In a 30-page memo filed with the court Thursday, however, the defendants say they are “under no obligation” to sell EPG to the plaintiffs. “Epogee has four patents that cover the process for making EPG. It is black letter law that patent holders are not obligated to sell their product to third parties or to license third parties to practice the patent.”

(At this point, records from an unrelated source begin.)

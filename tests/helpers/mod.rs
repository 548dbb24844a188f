//! In-memory harness wiring the verification services together

use entity_verify::models::entity::{Entity, Registration, REGISTRATION_STATUS_PENDING};
use entity_verify::services::{
    backend::JobBackend,
    events::EventChannel,
    job_state::{JobStateStore, DEFAULT_JOB_TTL},
    memory::{MemoryAuditSink, MemoryBackend, MemoryEntityStore},
    orchestrator::VerificationOrchestrator,
    queue::JobQueue,
    scheduler::{VerificationScheduler, DEFAULT_INTERVAL},
};
use std::sync::Arc;
use std::time::Duration;

use crate::fixtures::EntityFixture;

pub const KEY_PREFIX: &str = "entity-setup";

pub struct Harness {
    pub backend: Arc<MemoryBackend>,
    pub events: EventChannel,
    pub jobs: JobStateStore,
    pub queue: JobQueue,
    pub orchestrator: Arc<VerificationOrchestrator>,
    pub entities: Arc<MemoryEntityStore>,
    pub audit: Arc<MemoryAuditSink>,
}

impl Harness {
    pub fn new() -> Self {
        let backend = Arc::new(MemoryBackend::new());
        let shared: Arc<dyn JobBackend> = backend.clone();
        let events = EventChannel::new(shared.clone(), format!("{KEY_PREFIX}:events"));
        let jobs = JobStateStore::new(shared.clone(), events.clone(), KEY_PREFIX, DEFAULT_JOB_TTL);
        let queue = JobQueue::new(shared, KEY_PREFIX, Duration::from_secs(60));
        let entities = Arc::new(MemoryEntityStore::new());
        let audit = Arc::new(MemoryAuditSink::new());
        let orchestrator = Arc::new(VerificationOrchestrator::new(
            jobs.clone(),
            entities.clone(),
            audit.clone(),
        ));

        Self {
            backend,
            events,
            jobs,
            queue,
            orchestrator,
            entities,
            audit,
        }
    }

    pub fn scheduler(&self, batch_size: u32) -> VerificationScheduler {
        VerificationScheduler::new(
            self.queue.clone(),
            self.orchestrator.clone(),
            batch_size,
            DEFAULT_INTERVAL,
        )
    }

    /// What the submit endpoint does: fresh job, then enqueue.
    pub async fn submit(&self, entity_id: &str) {
        self.jobs
            .initialize(entity_id)
            .await
            .expect("Failed to initialize job");
        self.queue
            .enqueue(entity_id)
            .await
            .expect("Failed to enqueue job");
    }
}

pub fn entity_from_fixture(fixture: &EntityFixture) -> Entity {
    Entity {
        id: fixture.entity_id.to_string(),
        tenant_id: "tenant-test".to_string(),
        name: format!("Fixture {}", fixture.entity_id),
        country: fixture.country.to_string(),
        status: "PENDING".to_string(),
        verified_at: None,
        registrations: fixture
            .registrations
            .iter()
            .enumerate()
            .map(|(i, (registration_type, value))| Registration {
                id: format!("{}-reg-{}", fixture.entity_id, i),
                registration_type: registration_type.to_string(),
                value: value.to_string(),
                status: REGISTRATION_STATUS_PENDING.to_string(),
            })
            .collect(),
        licenses: vec![],
    }
}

Meanwhile, there is an “abundance” of fats and fat substitutes on the market, add the defendants. “While they claim that they designed their product formulations and manufacturing processes around EPG as a central ingredient, they did not do what most businesses do, particularly when faced with a sole source of supply for a supposedly important ingredient or component – sign a contract.”

Before it bought Epogee, note the defendants, David was a customer of Epogee. “But, unlike plaintiffs, David Protein negotiated a long-term supply agreement to ensure that EPG would be available to it for use in its David protein bars for many years to come. Other Epogee customers did the same thing. These plaintiffs did not.

“Now they want the Court to rescue them from a predicament they created for themselves.”

‘Plaintiffs do not come close to demonstrating unlawful monopolization’

Addressing the antitrust claims, David Protein and Epogee do not have monopoly power in a relevant market, which is an essential requirement for a monopolization claim, says David, which notes that it is a tiny player in the protein bar market, and that Epogee is a tiny player in the fats/fat substitute market. Meanwhile, the plaintiffs, which do not make protein bars, are not direct competitors.

In short, they claim, the plaintiffs’ theory “rests on the tautology that the relevant market should be defined as the market for the one ingredient they want to buy—EPG—and which, by virtue of its patents, only Epogee makes.”

‘Plaintiffs only have themselves to blame for not signing long-term supply agreements’

Epogee, which was not profitable, has now “stopped making money-losing low volume sales to small customers so that they can focus instead on customers with consistent, high-volume demand, which will allow them to spread costs across a larger volume,” add the defendants.

“It is not anticompetitive to change one’s business strategy in hopes of achieving profitability. Quite the opposite – it is pro-competitive for defendants to find a way to operate Epogee profitably and sell EPG not only to enable David Protein to compete with the larger protein bar companies but also to encourage higher volume sales of EPG to third parties for other food products.”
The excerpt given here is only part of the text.